What lines in the material hold the string "await"? Copy out each of them.
*** Begin section ***
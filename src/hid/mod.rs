//! HID gadget writer
//!
//! Input events arrive as JSON records on the WebRTC data channel and leave
//! as USB HID reports written to the gadget character device (`/dev/hidgN`).
//! Report ids: 0x01 keyboard, 0x02 mouse. The file descriptor is guarded by
//! a readers-writer lock so close races safely with in-flight sends.

pub mod keymap;
pub mod types;

pub use types::{HidRecord, KeyboardRecord, MouseRecord, MOUSE_POSITION_MAX};

use std::fs::{File, OpenOptions};
use std::io::Write;
use std::path::{Path, PathBuf};

use parking_lot::RwLock;
use tracing::{debug, warn};

use crate::error::{AppError, Result};
use crate::utils::LogThrottler;
use keymap::find_key_code;

pub const KEYBOARD_REPORT_ID: u8 = 0x01;
pub const MOUSE_REPORT_ID: u8 = 0x02;

/// Neutral mouse position written on close: the middle of the 15-bit axis.
const NEUTRAL_POSITION: u16 = (MOUSE_POSITION_MAX / 2) as u16;

/// Writes HID reports to the USB gadget device.
pub struct HidWriter {
    path: PathBuf,
    udc_path: PathBuf,
    fd: RwLock<Option<File>>,
    unknown_keys: LogThrottler,
}

impl HidWriter {
    pub fn new(path: impl Into<PathBuf>, udc_path: impl Into<PathBuf>) -> Self {
        Self {
            path: path.into(),
            udc_path: udc_path.into(),
            fd: RwLock::new(None),
            unknown_keys: LogThrottler::once(),
        }
    }

    /// Open the gadget device write-only.
    pub fn open(&self) -> Result<()> {
        let mut fd = self.fd.write();
        if fd.is_some() {
            return Err(AppError::AlreadyOpen("hid device"));
        }

        let file = OpenOptions::new().write(true).open(&self.path)?;
        *fd = Some(file);
        debug!("hid device {} open", self.path.display());

        Ok(())
    }

    /// Release keys and buttons, then close the device. Idempotent.
    ///
    /// The neutral reports go out first so the emulated keyboard and mouse
    /// never stay stuck in their last state after the operator disconnects.
    pub fn close(&self) {
        let mut guard = self.fd.write();
        let Some(file) = guard.take() else {
            return;
        };

        let mut neutral_mouse = [0u8; 5];
        neutral_mouse[1..3].copy_from_slice(&NEUTRAL_POSITION.to_le_bytes());
        neutral_mouse[3..5].copy_from_slice(&NEUTRAL_POSITION.to_le_bytes());
        if let Err(e) = write_report(&file, MOUSE_REPORT_ID, &neutral_mouse) {
            warn!("hid neutral mouse report failed: {}", e);
        }
        if let Err(e) = write_report(&file, KEYBOARD_REPORT_ID, &[0u8; 7]) {
            warn!("hid neutral keyboard report failed: {}", e);
        }

        debug!("hid device {} closed", self.path.display());
    }

    pub fn is_open(&self) -> bool {
        self.fd.read().is_some()
    }

    /// Parse one data-channel record and write the matching report.
    pub fn send(&self, data: &[u8]) -> Result<()> {
        match HidRecord::parse(data)? {
            HidRecord::Mouse(mouse) => self.write_mouse(&mouse),
            HidRecord::Keyboard(keyboard) => self.write_keyboard(&keyboard),
        }
    }

    fn write_mouse(&self, mouse: &MouseRecord) -> Result<()> {
        let mut data = [0u8; 5];

        let mut buttons = 0u8;
        if mouse.button1 {
            buttons |= 1 << 0;
        }
        if mouse.button2 {
            buttons |= 1 << 1;
        }
        if mouse.button3 {
            buttons |= 1 << 2;
        }
        data[0] = buttons;
        data[1..3].copy_from_slice(&(mouse.x as u16).to_le_bytes());
        data[3..5].copy_from_slice(&(mouse.y as u16).to_le_bytes());

        self.write(MOUSE_REPORT_ID, &data)
    }

    fn write_keyboard(&self, keyboard: &KeyboardRecord) -> Result<()> {
        let mut data = [0u8; 7];

        let mut modifiers = 0u8;
        if keyboard.ctrl {
            modifiers |= 1 << 0;
        }
        if keyboard.shift {
            modifiers |= 1 << 1;
        }
        if keyboard.alt {
            modifiers |= 1 << 2;
        }
        data[0] = modifiers;

        for (slot, key) in data[1..7].iter_mut().zip(keyboard.keys()) {
            let Some(key) = key else { continue };
            let code = find_key_code(key);
            if code == 0 && !key.is_empty() && self.unknown_keys.should_log(key) {
                warn!("unknown hid key name {:?}", key);
            }
            *slot = code;
        }

        self.write(KEYBOARD_REPORT_ID, &data)
    }

    fn write(&self, report_id: u8, data: &[u8]) -> Result<()> {
        let guard = self.fd.read();
        let file = guard.as_ref().ok_or(AppError::NotOpen("hid device"))?;
        write_report(file, report_id, data)
    }

    /// True while the writer is open, or when the gadget node exists and
    /// the USB device controller reports any state except "not attached".
    pub fn read_status(&self) -> bool {
        if self.fd.read().is_some() {
            return true;
        }

        if !self.path.exists() {
            return false;
        }

        if self.udc_path.as_os_str().is_empty() {
            return false;
        }

        let udc = match std::fs::read_to_string(&self.udc_path) {
            Ok(udc) => udc,
            Err(e) => {
                debug!("hid status: udc read failed: {}", e);
                return false;
            }
        };

        let state_path = Path::new("/sys/class/udc")
            .join(udc.trim())
            .join("state");
        match std::fs::read_to_string(&state_path) {
            Ok(state) => state.trim() != "not attached",
            Err(e) => {
                debug!("hid status: controller state read failed: {}", e);
                false
            }
        }
    }
}

fn write_report(mut file: &File, report_id: u8, data: &[u8]) -> Result<()> {
    let mut report = Vec::with_capacity(1 + data.len());
    report.push(report_id);
    report.extend_from_slice(data);

    file.write_all(&report)?;
    Ok(())
}
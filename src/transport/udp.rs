//! Loopback UDP ingest for the gstreamer video source
//!
//! The gst-launch pipeline emits RTP/H264 to a local UDP port; this reader
//! forwards each datagram verbatim. Datagrams are bounded by a 1600-byte
//! MTU buffer.

use std::sync::Arc;

use bytes::Bytes;
use tokio::net::UdpSocket;
use tokio::sync::Mutex;
use tokio::task::JoinHandle;
use tokio_util::sync::CancellationToken;
use tracing::{debug, warn};

use crate::error::{AppError, Result};

const UDP_FRAME_BUFFER_SIZE: usize = 1600;

/// Callback invoked for every received datagram.
pub type OnDatagram = Arc<dyn Fn(Bytes) + Send + Sync>;

/// Bound UDP socket reading datagrams on a dedicated task.
pub struct UdpIngest {
    host: String,
    port: u16,
    cancel: Mutex<Option<CancellationToken>>,
    reader: Mutex<Option<JoinHandle<()>>>,
}

impl UdpIngest {
    pub fn new(host: impl Into<String>, port: u16) -> Self {
        Self {
            host: host.into(),
            port,
            cancel: Mutex::new(None),
            reader: Mutex::new(None),
        }
    }

    pub async fn open(&self, on_data: OnDatagram) -> Result<()> {
        let mut cancel = self.cancel.lock().await;
        if cancel.is_some() {
            return Err(AppError::AlreadyOpen("udp socket"));
        }

        let socket = UdpSocket::bind((self.host.as_str(), self.port)).await?;

        let token = CancellationToken::new();
        *cancel = Some(token.clone());
        drop(cancel);

        let handle = tokio::spawn(async move {
            let mut buffer = [0u8; UDP_FRAME_BUFFER_SIZE];
            loop {
                tokio::select! {
                    _ = token.cancelled() => {
                        debug!("udp reader cancelled");
                        return;
                    }
                    received = socket.recv_from(&mut buffer) => {
                        match received {
                            Ok((n, _)) => on_data(Bytes::copy_from_slice(&buffer[..n])),
                            Err(e) => {
                                warn!("udp read error: {}", e);
                                return;
                            }
                        }
                    }
                }
            }
        });
        *self.reader.lock().await = Some(handle);

        Ok(())
    }

    /// Cancel the reader and wait for it. Idempotent.
    pub async fn close(&self) {
        if let Some(token) = self.cancel.lock().await.take() {
            token.cancel();
        }
        if let Some(handle) = self.reader.lock().await.take() {
            let _ = handle.await;
        }
    }
}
*** End section ***
Written solution:
        let mut cancel = self.cancel.lock().await;
        let socket = UdpSocket::bind((self.host.as_str(), self.port)).await?;
        *self.reader.lock().await = Some(handle);
        if let Some(token) = self.cancel.lock().await.take() {
        if let Some(handle) = self.reader.lock().await.take() {
            let _ = handle.await;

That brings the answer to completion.